Collected data entries
========

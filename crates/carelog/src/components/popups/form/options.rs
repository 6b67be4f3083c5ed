//! Option lists for enumerable fields.
//!
//! Options come from two places: a static list authored alongside the field
//! configuration, or a runtime-supplied map keyed by name and populated by
//! the caller from the records API (practitioners, pharmacies, specialties).
//! Loading flags for the dynamic lists are equally caller-owned; the form
//! layer only reads them to disable controls and show a loading placeholder.

use std::collections::HashMap;

use records::OptionRow;

/// One selectable option. `value` is what gets stored; `label` is shown.
#[derive(Debug, Clone, PartialEq, Eq)]
pub struct OptionItem {
    pub value: String,
    pub label: String,
}

impl OptionItem {
    pub fn new(value: impl Into<String>, label: impl Into<String>) -> Self {
        Self {
            value: value.into(),
            label: label.into(),
        }
    }

    /// Option whose stored value doubles as its label.
    pub fn plain(value: impl Into<String>) -> Self {
        let value = value.into();
        Self {
            label: value.clone(),
            value,
        }
    }

    fn search_text(&self) -> &str {
        if self.label.is_empty() {
            &self.value
        } else {
            &self.label
        }
    }
}

impl From<OptionRow> for OptionItem {
    fn from(row: OptionRow) -> Self {
        Self {
            value: row.value,
            label: row.label,
        }
    }
}

/// Where a field's options come from.
#[derive(Debug, Clone)]
pub enum OptionsSource {
    Static(Vec<OptionItem>),
    /// Key into the caller-supplied [`DynamicOptions`] map.
    Dynamic(&'static str),
}

/// Runtime-supplied option lists, keyed by the `Dynamic` source key.
#[derive(Debug, Default, Clone)]
pub struct DynamicOptions {
    map: HashMap<String, Vec<OptionItem>>,
}

impl DynamicOptions {
    pub fn insert(&mut self, key: impl Into<String>, options: Vec<OptionItem>) {
        self.map.insert(key.into(), options);
    }

    pub fn get(&self, key: &str) -> &[OptionItem] {
        self.map.get(key).map(Vec::as_slice).unwrap_or(&[])
    }

    pub fn clear(&mut self) {
        self.map.clear();
    }
}

/// Per-key "fetch in flight" flags, caller-owned.
#[derive(Debug, Default, Clone)]
pub struct LoadingStates {
    map: HashMap<String, bool>,
}

impl LoadingStates {
    pub fn set(&mut self, key: impl Into<String>, loading: bool) {
        self.map.insert(key.into(), loading);
    }

    pub fn is_loading(&self, key: &str) -> bool {
        self.map.get(key).copied().unwrap_or(false)
    }

    pub fn clear(&mut self) {
        self.map.clear();
    }
}

/// Caller-owned cache of known practitioner specialties.
///
/// The combobox create flow appends to it so later forms offer the new entry
/// without a refetch; `invalidate` marks it stale so the next full fetch
/// repopulates it from the server.
#[derive(Debug, Default, Clone)]
pub struct SpecialtyCache {
    entries: Vec<String>,
    stale: bool,
}

impl SpecialtyCache {
    /// Replace the cache contents with a freshly fetched list.
    pub fn prime(&mut self, entries: Vec<String>) {
        self.entries = entries;
        self.stale = false;
    }

    /// Append a locally created entry, keeping alphabetical order. Adding a
    /// value already present (case-insensitively) is a no-op.
    pub fn add(&mut self, value: impl Into<String>) {
        let value = value.into();
        let value = value.trim().to_string();
        if value.is_empty() {
            return;
        }
        if self
            .entries
            .iter()
            .any(|e| e.eq_ignore_ascii_case(&value))
        {
            return;
        }
        let at = self
            .entries
            .iter()
            .position(|e| e.to_lowercase() > value.to_lowercase())
            .unwrap_or(self.entries.len());
        self.entries.insert(at, value);
    }

    pub fn invalidate(&mut self) {
        self.stale = true;
    }

    /// True when the cache has never been primed or was invalidated.
    pub fn needs_fetch(&self) -> bool {
        self.stale || self.entries.is_empty()
    }

    pub fn entries(&self) -> &[String] {
        &self.entries
    }

    pub fn options(&self) -> Vec<OptionItem> {
        self.entries.iter().map(OptionItem::plain).collect()
    }
}

/// Result of filtering an option list for display.
#[derive(Debug)]
pub struct OptionFilter<'a> {
    /// The capped slice of matches actually rendered.
    pub visible: Vec<&'a OptionItem>,
    /// Matches across the *full* list, before capping.
    pub total_matches: usize,
}

impl OptionFilter<'_> {
    /// How many matches were cut off by the cap.
    pub fn truncated(&self) -> usize {
        self.total_matches.saturating_sub(self.visible.len())
    }
}

/// Case-insensitive substring filter over the full list; the rendered subset
/// is capped at `cap` while matching itself is uncapped, so a query can
/// always reach the tail of a long list.
pub fn filter_options<'a>(options: &'a [OptionItem], query: &str, cap: usize) -> OptionFilter<'a> {
    let needle = query.trim().to_lowercase();
    let mut visible = Vec::new();
    let mut total = 0usize;
    for option in options {
        let hit = needle.is_empty() || option.search_text().to_lowercase().contains(&needle);
        if hit {
            total += 1;
            if visible.len() < cap {
                visible.push(option);
            }
        }
    }
    OptionFilter {
        visible,
        total_matches: total,
    }
}

/// Exact match of typed text against an option's label or value, used by the
/// combobox to treat exact entry as a selection.
pub fn find_exact<'a>(options: &'a [OptionItem], text: &str) -> Option<&'a OptionItem> {
    let text = text.trim();
    if text.is_empty() {
        return None;
    }
    options
        .iter()
        .find(|o| o.label.eq_ignore_ascii_case(text) || o.value.eq_ignore_ascii_case(text))
}

/// Display label for a stored value; `None` for unknown/stale values, which
/// render as empty rather than leaking the raw identifier.
pub fn label_for<'a>(options: &'a [OptionItem], value: &str) -> Option<&'a str> {
    options
        .iter()
        .find(|o| o.value == value)
        .map(|o| o.label.as_str())
}

#[cfg(test)]
mod tests {
    use super::*;

    fn big_list(n: usize) -> Vec<OptionItem> {
        (0..n)
            .map(|i| OptionItem::new(format!("opt-{i:03}"), format!("Option {i:03}")))
            .collect()
    }

    #[test]
    fn visible_subset_never_exceeds_cap() {
        let options = big_list(140);
        let filtered = filter_options(&options, "", 50);
        assert_eq!(filtered.visible.len(), 50);
        assert_eq!(filtered.total_matches, 140);
        assert_eq!(filtered.truncated(), 90);
    }

    #[test]
    fn search_reaches_past_the_cap() {
        let options = big_list(140);
        let filtered = filter_options(&options, "139", 50);
        assert_eq!(filtered.visible.len(), 1);
        assert_eq!(filtered.visible[0].value, "opt-139");
    }

    #[test]
    fn search_is_case_insensitive_and_falls_back_to_value() {
        let options = vec![
            OptionItem::new("oral", "Oral"),
            OptionItem::new("topical", ""),
        ];
        assert_eq!(filter_options(&options, "ORAL", 10).total_matches, 1);
        assert_eq!(filter_options(&options, "topic", 10).total_matches, 1);
    }

    #[test]
    fn exact_match_hits_label_or_value() {
        let options = vec![OptionItem::new("prac-001", "Dr. Amara Okafor")];
        assert!(find_exact(&options, "dr. amara okafor").is_some());
        assert!(find_exact(&options, "PRAC-001").is_some());
        assert!(find_exact(&options, "Dr. Amara").is_none());
        assert!(find_exact(&options, "").is_none());
    }

    #[test]
    fn unknown_stored_value_has_no_label() {
        let options = vec![OptionItem::new("oral", "Oral")];
        assert_eq!(label_for(&options, "oral"), Some("Oral"));
        assert_eq!(label_for(&options, "retired-route"), None);
    }

    #[test]
    fn cache_add_is_sorted_and_idempotent() {
        let mut cache = SpecialtyCache::default();
        cache.prime(vec!["Cardiology".into(), "Neurology".into()]);
        assert!(!cache.needs_fetch());

        cache.add("Hepatology");
        cache.add("hepatology");
        assert_eq!(cache.entries(), &["Cardiology", "Hepatology", "Neurology"]);

        cache.invalidate();
        assert!(cache.needs_fetch());
    }
}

========

▶ _WORK TO BE COMPLETED_
Retype the records above so that nothing differs from the original.

▶ _THE COMPLETED TASK_
filename crates/carelog/src/components/popups/form/options.rs
repository 6b67be4f3083c5ed
//! Option lists for enumerable fields.
//!
//! Options come from two places: a static list authored alongside the field
//! configuration, or a runtime-supplied map keyed by name and populated by
//! the caller from the records API (practitioners, pharmacies, specialties).
//! Loading flags for the dynamic lists are equally caller-owned; the form
//! layer only reads them to disable controls and show a loading placeholder.

use std::collections::HashMap;

use records::OptionRow;

/// One selectable option. `value` is what gets stored; `label` is shown.
#[derive(Debug, Clone, PartialEq, Eq)]
pub struct OptionItem {
    pub value: String,
    pub label: String,
}

impl OptionItem {
    pub fn new(value: impl Into<String>, label: impl Into<String>) -> Self {
        Self {
            value: value.into(),
            label: label.into(),
        }
    }

    /// Option whose stored value doubles as its label.
    pub fn plain(value: impl Into<String>) -> Self {
        let value = value.into();
        Self {
            label: value.clone(),
            value,
        }
    }

    fn search_text(&self) -> &str {
        if self.label.is_empty() {
            &self.value
        } else {
            &self.label
        }
    }
}

impl From<OptionRow> for OptionItem {
    fn from(row: OptionRow) -> Self {
        Self {
            value: row.value,
            label: row.label,
        }
    }
}

/// Where a field's options come from.
#[derive(Debug, Clone)]
pub enum OptionsSource {
    Static(Vec<OptionItem>),
    /// Key into the caller-supplied [`DynamicOptions`] map.
    Dynamic(&'static str),
}

/// Runtime-supplied option lists, keyed by the `Dynamic` source key.
#[derive(Debug, Default, Clone)]
pub struct DynamicOptions {
    map: HashMap<String, Vec<OptionItem>>,
}

impl DynamicOptions {
    pub fn insert(&mut self, key: impl Into<String>, options: Vec<OptionItem>) {
        self.map.insert(key.into(), options);
    }

    pub fn get(&self, key: &str) -> &[OptionItem] {
        self.map.get(key).map(Vec::as_slice).unwrap_or(&[])
    }

    pub fn clear(&mut self) {
        self.map.clear();
    }
}

/// Per-key "fetch in flight" flags, caller-owned.
#[derive(Debug, Default, Clone)]
pub struct LoadingStates {
    map: HashMap<String, bool>,
}

impl LoadingStates {
    pub fn set(&mut self, key: impl Into<String>, loading: bool) {
        self.map.insert(key.into(), loading);
    }

    pub fn is_loading(&self, key: &str) -> bool {
        self.map.get(key).copied().unwrap_or(false)
    }

    pub fn clear(&mut self) {
        self.map.clear();
    }
}

/// Caller-owned cache of known practitioner specialties.
///
/// The combobox create flow appends to it so later forms offer the new entry
/// without a refetch; `invalidate` marks it stale so the next full fetch
/// repopulates it from the server.
#[derive(Debug, Default, Clone)]
pub struct SpecialtyCache {
    entries: Vec<String>,
    stale: bool,
}

impl SpecialtyCache {
    /// Replace the cache contents with a freshly fetched list.
    pub fn prime(&mut self, entries: Vec<String>) {
        self.entries = entries;
        self.stale = false;
    }

    /// Append a locally created entry, keeping alphabetical order. Adding a
    /// value already present (case-insensitively) is a no-op.
    pub fn add(&mut self, value: impl Into<String>) {
        let value = value.into();
        let value = value.trim().to_string();
        if value.is_empty() {
            return;
        }
        if self
            .entries
            .iter()
            .any(|e| e.eq_ignore_ascii_case(&value))
        {
            return;
        }
        let at = self
            .entries
            .iter()
            .position(|e| e.to_lowercase() > value.to_lowercase())
            .unwrap_or(self.entries.len());
        self.entries.insert(at, value);
    }

    pub fn invalidate(&mut self) {
        self.stale = true;
    }

    /// True when the cache has never been primed or was invalidated.
    pub fn needs_fetch(&self) -> bool {
        self.stale || self.entries.is_empty()
    }

    pub fn entries(&self) -> &[String] {
        &self.entries
    }

    pub fn options(&self) -> Vec<OptionItem> {
        self.entries.iter().map(OptionItem::plain).collect()
    }
}

/// Result of filtering an option list for display.
#[derive(Debug)]
pub struct OptionFilter<'a> {
    /// The capped slice of matches actually rendered.
    pub visible: Vec<&'a OptionItem>,
    /// Matches across the *full* list, before capping.
    pub total_matches: usize,
}

impl OptionFilter<'_> {
    /// How many matches were cut off by the cap.
    pub fn truncated(&self) -> usize {
        self.total_matches.saturating_sub(self.visible.len())
    }
}

/// Case-insensitive substring filter over the full list; the rendered subset
/// is capped at `cap` while matching itself is uncapped, so a query can
/// always reach the tail of a long list.
pub fn filter_options<'a>(options: &'a [OptionItem], query: &str, cap: usize) -> OptionFilter<'a> {
    let needle = query.trim().to_lowercase();
    let mut visible = Vec::new();
    let mut total = 0usize;
    for option in options {
        let hit = needle.is_empty() || option.search_text().to_lowercase().contains(&needle);
        if hit {
            total += 1;
            if visible.len() < cap {
                visible.push(option);
            }
        }
    }
    OptionFilter {
        visible,
        total_matches: total,
    }
}

/// Exact match of typed text against an option's label or value, used by the
/// combobox to treat exact entry as a selection.
pub fn find_exact<'a>(options: &'a [OptionItem], text: &str) -> Option<&'a OptionItem> {
    let text = text.trim();
    if text.is_empty() {
        return None;
    }
    options
        .iter()
        .find(|o| o.label.eq_ignore_ascii_case(text) || o.value.eq_ignore_ascii_case(text))
}

/// Display label for a stored value; `None` for unknown/stale values, which
/// render as empty rather than leaking the raw identifier.
pub fn label_for<'a>(options: &'a [OptionItem], value: &str) -> Option<&'a str> {
    options
        .iter()
        .find(|o| o.value == value)
        .map(|o| o.label.as_str())
}

#[cfg(test)]
mod tests {
    use super::*;

    fn big_list(n: usize) -> Vec<OptionItem> {
        (0..n)
            .map(|i| OptionItem::new(format!("opt-{i:03}"), format!("Option {i:03}")))
            .collect()
    }

    #[test]
    fn visible_subset_never_exceeds_cap() {
        let options = big_list(140);
        let filtered = filter_options(&options, "", 50);
        assert_eq!(filtered.visible.len(), 50);
        assert_eq!(filtered.total_matches, 140);
        assert_eq!(filtered.truncated(), 90);
    }

    #[test]
    fn search_reaches_past_the_cap() {
        let options = big_list(140);
        let filtered = filter_options(&options, "139", 50);
        assert_eq!(filtered.visible.len(), 1);
        assert_eq!(filtered.visible[0].value, "opt-139");
    }

    #[test]
    fn search_is_case_insensitive_and_falls_back_to_value() {
        let options = vec![
            OptionItem::new("oral", "Oral"),
            OptionItem::new("topical", ""),
        ];
        assert_eq!(filter_options(&options, "ORAL", 10).total_matches, 1);
        assert_eq!(filter_options(&options, "topic", 10).total_matches, 1);
    }

    #[test]
    fn exact_match_hits_label_or_value() {
        let options = vec![OptionItem::new("prac-001", "Dr. Amara Okafor")];
        assert!(find_exact(&options, "dr. amara okafor").is_some());
        assert!(find_exact(&options, "PRAC-001").is_some());
        assert!(find_exact(&options, "Dr. Amara").is_none());
        assert!(find_exact(&options, "").is_none());
    }

    #[test]
    fn unknown_stored_value_has_no_label() {
        let options = vec![OptionItem::new("oral", "Oral")];
        assert_eq!(label_for(&options, "oral"), Some("Oral"));
        assert_eq!(label_for(&options, "retired-route"), None);
    }

    #[test]
    fn cache_add_is_sorted_and_idempotent() {
        let mut cache = SpecialtyCache::default();
        cache.prime(vec!["Cardiology".into(), "Neurology".into()]);
        assert!(!cache.needs_fetch());

        cache.add("Hepatology");
        cache.add("hepatology");
        assert_eq!(cache.entries(), &["Cardiology", "Hepatology", "Neurology"]);

        cache.invalidate();
        assert!(cache.needs_fetch());
    }
}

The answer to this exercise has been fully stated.